**Work to complete:**
In the data below, find the line containing "definition for Folio.", then set down that line and every later line up to and including the line containing "use clap::Parser;", exactly.

**Extracted data:**
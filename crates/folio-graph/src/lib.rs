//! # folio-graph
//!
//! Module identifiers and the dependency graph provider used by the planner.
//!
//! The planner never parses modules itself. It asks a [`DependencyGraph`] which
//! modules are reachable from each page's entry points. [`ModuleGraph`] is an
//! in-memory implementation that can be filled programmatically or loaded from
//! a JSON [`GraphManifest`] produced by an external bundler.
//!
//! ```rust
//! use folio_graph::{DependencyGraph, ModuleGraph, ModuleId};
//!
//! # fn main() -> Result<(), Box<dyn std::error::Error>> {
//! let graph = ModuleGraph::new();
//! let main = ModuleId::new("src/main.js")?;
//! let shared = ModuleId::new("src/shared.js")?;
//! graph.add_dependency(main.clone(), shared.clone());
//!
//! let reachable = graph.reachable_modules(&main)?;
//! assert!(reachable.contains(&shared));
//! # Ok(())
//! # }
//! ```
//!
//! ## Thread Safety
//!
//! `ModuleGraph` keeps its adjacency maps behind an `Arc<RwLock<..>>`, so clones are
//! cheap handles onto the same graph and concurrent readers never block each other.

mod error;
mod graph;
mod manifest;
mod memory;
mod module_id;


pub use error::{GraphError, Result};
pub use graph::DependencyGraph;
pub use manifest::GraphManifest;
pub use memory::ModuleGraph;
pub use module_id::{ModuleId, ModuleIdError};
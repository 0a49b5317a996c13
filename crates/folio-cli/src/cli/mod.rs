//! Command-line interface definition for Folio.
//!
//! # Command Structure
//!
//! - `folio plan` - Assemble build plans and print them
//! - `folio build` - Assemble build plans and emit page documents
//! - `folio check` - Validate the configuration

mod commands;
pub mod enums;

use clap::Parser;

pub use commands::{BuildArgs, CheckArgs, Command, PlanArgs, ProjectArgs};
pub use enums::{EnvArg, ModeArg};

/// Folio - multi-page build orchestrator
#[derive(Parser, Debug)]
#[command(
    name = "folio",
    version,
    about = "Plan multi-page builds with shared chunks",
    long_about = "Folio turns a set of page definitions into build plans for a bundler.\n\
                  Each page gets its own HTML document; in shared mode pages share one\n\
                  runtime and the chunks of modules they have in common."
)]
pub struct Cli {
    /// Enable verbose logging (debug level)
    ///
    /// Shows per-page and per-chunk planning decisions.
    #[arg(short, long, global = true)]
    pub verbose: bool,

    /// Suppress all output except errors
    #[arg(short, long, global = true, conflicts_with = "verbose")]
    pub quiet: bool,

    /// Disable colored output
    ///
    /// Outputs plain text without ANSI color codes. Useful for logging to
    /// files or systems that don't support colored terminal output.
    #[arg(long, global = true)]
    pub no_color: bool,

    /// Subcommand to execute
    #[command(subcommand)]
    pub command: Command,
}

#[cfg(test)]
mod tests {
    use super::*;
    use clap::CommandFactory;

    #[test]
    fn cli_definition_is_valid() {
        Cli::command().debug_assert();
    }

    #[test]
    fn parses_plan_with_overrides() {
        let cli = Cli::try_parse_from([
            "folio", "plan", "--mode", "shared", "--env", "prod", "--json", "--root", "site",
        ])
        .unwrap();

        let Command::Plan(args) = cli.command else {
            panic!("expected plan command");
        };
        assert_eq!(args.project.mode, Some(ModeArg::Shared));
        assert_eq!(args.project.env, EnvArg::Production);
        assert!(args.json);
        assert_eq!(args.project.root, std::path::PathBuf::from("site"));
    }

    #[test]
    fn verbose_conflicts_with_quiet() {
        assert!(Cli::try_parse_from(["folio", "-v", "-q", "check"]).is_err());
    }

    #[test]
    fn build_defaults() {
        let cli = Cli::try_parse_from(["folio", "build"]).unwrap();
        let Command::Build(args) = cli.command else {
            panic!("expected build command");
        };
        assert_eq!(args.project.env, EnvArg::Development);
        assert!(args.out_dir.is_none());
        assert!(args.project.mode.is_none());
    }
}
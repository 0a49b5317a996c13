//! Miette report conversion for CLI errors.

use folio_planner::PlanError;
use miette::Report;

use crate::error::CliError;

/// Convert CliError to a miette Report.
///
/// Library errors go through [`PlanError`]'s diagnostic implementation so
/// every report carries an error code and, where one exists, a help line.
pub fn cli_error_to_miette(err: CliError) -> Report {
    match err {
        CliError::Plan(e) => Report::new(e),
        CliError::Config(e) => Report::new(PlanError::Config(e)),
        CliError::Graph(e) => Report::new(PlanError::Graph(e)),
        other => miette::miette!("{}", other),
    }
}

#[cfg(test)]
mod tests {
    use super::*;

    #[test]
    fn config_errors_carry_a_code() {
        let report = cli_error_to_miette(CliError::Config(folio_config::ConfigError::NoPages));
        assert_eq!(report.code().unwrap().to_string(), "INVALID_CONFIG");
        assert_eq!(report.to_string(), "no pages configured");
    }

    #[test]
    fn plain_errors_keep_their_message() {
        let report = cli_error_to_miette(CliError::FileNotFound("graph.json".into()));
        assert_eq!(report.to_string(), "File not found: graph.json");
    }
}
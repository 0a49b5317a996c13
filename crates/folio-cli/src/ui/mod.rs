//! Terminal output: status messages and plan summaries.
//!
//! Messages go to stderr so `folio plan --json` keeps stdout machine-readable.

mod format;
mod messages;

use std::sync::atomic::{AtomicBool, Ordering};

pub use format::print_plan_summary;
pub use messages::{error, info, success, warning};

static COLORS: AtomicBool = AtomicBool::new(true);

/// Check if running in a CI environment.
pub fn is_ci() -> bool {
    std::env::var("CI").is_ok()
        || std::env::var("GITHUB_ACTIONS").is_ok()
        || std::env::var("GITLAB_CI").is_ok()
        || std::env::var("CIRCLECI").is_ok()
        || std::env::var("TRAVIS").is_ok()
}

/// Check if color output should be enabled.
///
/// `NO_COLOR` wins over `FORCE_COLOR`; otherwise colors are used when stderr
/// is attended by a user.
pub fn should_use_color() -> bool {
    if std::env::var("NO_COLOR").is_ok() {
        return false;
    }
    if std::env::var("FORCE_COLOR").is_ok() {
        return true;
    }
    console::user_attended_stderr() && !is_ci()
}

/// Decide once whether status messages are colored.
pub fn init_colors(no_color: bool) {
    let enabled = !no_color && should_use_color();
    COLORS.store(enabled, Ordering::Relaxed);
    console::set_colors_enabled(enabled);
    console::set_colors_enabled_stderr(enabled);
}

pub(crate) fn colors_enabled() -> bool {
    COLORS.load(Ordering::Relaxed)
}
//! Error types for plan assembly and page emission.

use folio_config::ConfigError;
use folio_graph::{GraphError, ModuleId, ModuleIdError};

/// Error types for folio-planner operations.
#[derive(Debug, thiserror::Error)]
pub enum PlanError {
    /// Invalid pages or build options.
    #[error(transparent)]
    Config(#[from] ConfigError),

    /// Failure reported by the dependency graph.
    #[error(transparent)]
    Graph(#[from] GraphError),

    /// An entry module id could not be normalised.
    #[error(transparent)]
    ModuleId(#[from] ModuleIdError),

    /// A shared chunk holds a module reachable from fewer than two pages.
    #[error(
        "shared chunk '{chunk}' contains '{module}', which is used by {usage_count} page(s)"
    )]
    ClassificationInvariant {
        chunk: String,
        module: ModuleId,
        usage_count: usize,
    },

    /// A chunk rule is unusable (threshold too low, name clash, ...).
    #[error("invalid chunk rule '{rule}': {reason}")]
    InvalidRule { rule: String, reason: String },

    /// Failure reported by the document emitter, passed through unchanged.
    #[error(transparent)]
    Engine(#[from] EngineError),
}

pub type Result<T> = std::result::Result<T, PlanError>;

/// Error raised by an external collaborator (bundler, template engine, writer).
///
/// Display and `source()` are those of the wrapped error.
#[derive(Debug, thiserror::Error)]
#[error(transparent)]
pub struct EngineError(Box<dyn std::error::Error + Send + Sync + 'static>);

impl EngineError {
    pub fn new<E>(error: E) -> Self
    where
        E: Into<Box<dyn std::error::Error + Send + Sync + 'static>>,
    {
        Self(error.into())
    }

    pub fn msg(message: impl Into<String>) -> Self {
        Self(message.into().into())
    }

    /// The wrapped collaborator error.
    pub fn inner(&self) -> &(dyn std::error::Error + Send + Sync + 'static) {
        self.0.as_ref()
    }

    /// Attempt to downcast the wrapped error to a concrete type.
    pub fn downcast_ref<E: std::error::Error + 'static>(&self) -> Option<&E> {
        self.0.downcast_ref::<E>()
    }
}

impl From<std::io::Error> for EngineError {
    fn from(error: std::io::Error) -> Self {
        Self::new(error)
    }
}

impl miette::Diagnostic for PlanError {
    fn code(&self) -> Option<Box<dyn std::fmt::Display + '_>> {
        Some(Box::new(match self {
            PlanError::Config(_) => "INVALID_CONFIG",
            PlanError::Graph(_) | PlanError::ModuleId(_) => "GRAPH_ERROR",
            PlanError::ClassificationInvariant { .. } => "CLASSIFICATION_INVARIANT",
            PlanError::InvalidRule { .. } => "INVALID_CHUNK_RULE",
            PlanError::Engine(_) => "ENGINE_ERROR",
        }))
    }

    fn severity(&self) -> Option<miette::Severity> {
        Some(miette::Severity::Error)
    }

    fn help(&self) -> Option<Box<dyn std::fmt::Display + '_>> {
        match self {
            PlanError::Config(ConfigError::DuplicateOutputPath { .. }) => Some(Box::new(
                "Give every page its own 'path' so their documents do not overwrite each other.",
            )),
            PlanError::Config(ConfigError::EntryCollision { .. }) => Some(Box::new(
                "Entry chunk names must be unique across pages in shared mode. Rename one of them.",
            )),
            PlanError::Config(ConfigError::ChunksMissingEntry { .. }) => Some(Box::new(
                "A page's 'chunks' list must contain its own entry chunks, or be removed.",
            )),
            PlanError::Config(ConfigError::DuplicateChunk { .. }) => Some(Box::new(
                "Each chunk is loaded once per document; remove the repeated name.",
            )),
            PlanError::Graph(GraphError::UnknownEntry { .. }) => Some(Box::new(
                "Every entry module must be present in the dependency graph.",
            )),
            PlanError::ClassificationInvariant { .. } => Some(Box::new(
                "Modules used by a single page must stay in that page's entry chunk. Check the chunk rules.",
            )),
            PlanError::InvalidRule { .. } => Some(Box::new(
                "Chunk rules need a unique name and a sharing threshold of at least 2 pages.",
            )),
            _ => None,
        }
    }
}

**Exercise output:**
//! Command-line interface definition for Folio.
//!
//! # Command Structure
//!
//! - `folio plan` - Assemble build plans and print them
//! - `folio build` - Assemble build plans and emit page documents
//! - `folio check` - Validate the configuration

mod commands;
pub mod enums;

use clap::Parser;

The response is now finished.